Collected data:
━━━━━━━━━━━━━━━━━━━━━━━━━━━━━━

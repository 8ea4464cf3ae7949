//! Scanner, parser and regular-expression translator for the Quill dialect.
//!
//! - [`scanner`]: pull-based lexer producing [`token::Token`]s, including
//!   template continuation and the `/` regex re-lex.
//! - [`regexp`]: validates regex literals and rewrites them for
//!   `fancy-regex`.
//! - [`ast`]: node definitions.
//! - [`Parser`]: recursive-descent parser with a cover grammar for
//!   parenthesized expressions, arrow parameters and destructuring.
//!
//! The free functions [`parse_script`], [`parse_module`] and
//! [`parse_expression`] run a parser to completion and return the tree
//! together with the collected tokens, comments and tolerated errors.

/// AST node types.
pub mod ast;
mod character;
mod class;
mod context;
mod cover;
mod expression;
mod function;
/// Error message texts.
pub mod messages;
mod module;
mod parse;
mod pattern;
/// Regular-expression validation and translation.
pub mod regexp;
/// The lexer.
pub mod scanner;
mod statement;
/// Tokens, spans and comments.
pub mod token;

#[cfg(test)]
mod tests;

pub use parse::Parser;

use tracing::debug;

use crate::config::ParserOptions;
use crate::error::{ParseError, QuillResult};
use crate::parser::ast::{Expr, Program};
use crate::parser::token::{Comment, Token};

/// The result of a complete parse.
#[derive(Debug)]
pub struct ParseOutput<T> {
    /// The root node.
    pub ast: T,
    /// Every consumed token, when [`ParserOptions::tokens`] is on.
    pub tokens: Vec<Token>,
    /// Every comment, when [`ParserOptions::comments`] is on.
    pub comments: Vec<Comment>,
    /// Errors recorded in tolerant mode.
    pub errors: Vec<ParseError>,
}

impl<T> ParseOutput<T> {
    fn collect(ast: T, parser: Parser<'_>) -> Self {
        let (tokens, comments, errors) = parser.finish();
        debug!(
            tokens = tokens.len(),
            comments = comments.len(),
            errors = errors.len(),
            "parse finished"
        );
        Self {
            ast,
            tokens,
            comments,
            errors,
        }
    }
}

/// Parse `source` as a sloppy-mode script.
///
/// ```
/// use quill_core::config::ParserOptions;
///
/// let out = quill_core::parser::parse_script("a::b->c;", ParserOptions::new()).unwrap();
/// assert_eq!(out.ast.body.len(), 1);
/// assert!(out.errors.is_empty());
/// ```
pub fn parse_script(source: &str, options: ParserOptions) -> QuillResult<ParseOutput<Program>> {
    debug!(len = source.len(), "parsing script");
    let mut parser = Parser::new(source, options);
    let program = parser.parse_script(false)?;
    Ok(ParseOutput::collect(program, parser))
}

/// Parse `source` as a module.
pub fn parse_module(source: &str, options: ParserOptions) -> QuillResult<ParseOutput<Program>> {
    debug!(len = source.len(), "parsing module");
    let mut parser = Parser::new(source, options);
    let program = parser.parse_module()?;
    Ok(ParseOutput::collect(program, parser))
}

/// Parse `source` as a single expression; trailing input is an error.
pub fn parse_expression(source: &str, options: ParserOptions) -> QuillResult<ParseOutput<Expr>> {
    debug!(len = source.len(), "parsing expression");
    let mut parser = Parser::new(source, options);
    let expr = parser.parse_expression()?;
    Ok(ParseOutput::collect(expr, parser))
}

━━━━━━━━━━━━━━━━━━━━━━━━━━━━━━

WORK REQUEST: Send back the lines of the records word for word, from the very first through the line containing "pub mod ast;".

REPLY TO THE TASK:
repository 8ea4464cf3ae7949
//! Scanner, parser and regular-expression translator for the Quill dialect.
//!
//! - [`scanner`]: pull-based lexer producing [`token::Token`]s, including
//!   template continuation and the `/` regex re-lex.
//! - [`regexp`]: validates regex literals and rewrites them for
//!   `fancy-regex`.
//! - [`ast`]: node definitions.
//! - [`Parser`]: recursive-descent parser with a cover grammar for
//!   parenthesized expressions, arrow parameters and destructuring.
//!
//! The free functions [`parse_script`], [`parse_module`] and
//! [`parse_expression`] run a parser to completion and return the tree
//! together with the collected tokens, comments and tolerated errors.

/// AST node types.
pub mod ast;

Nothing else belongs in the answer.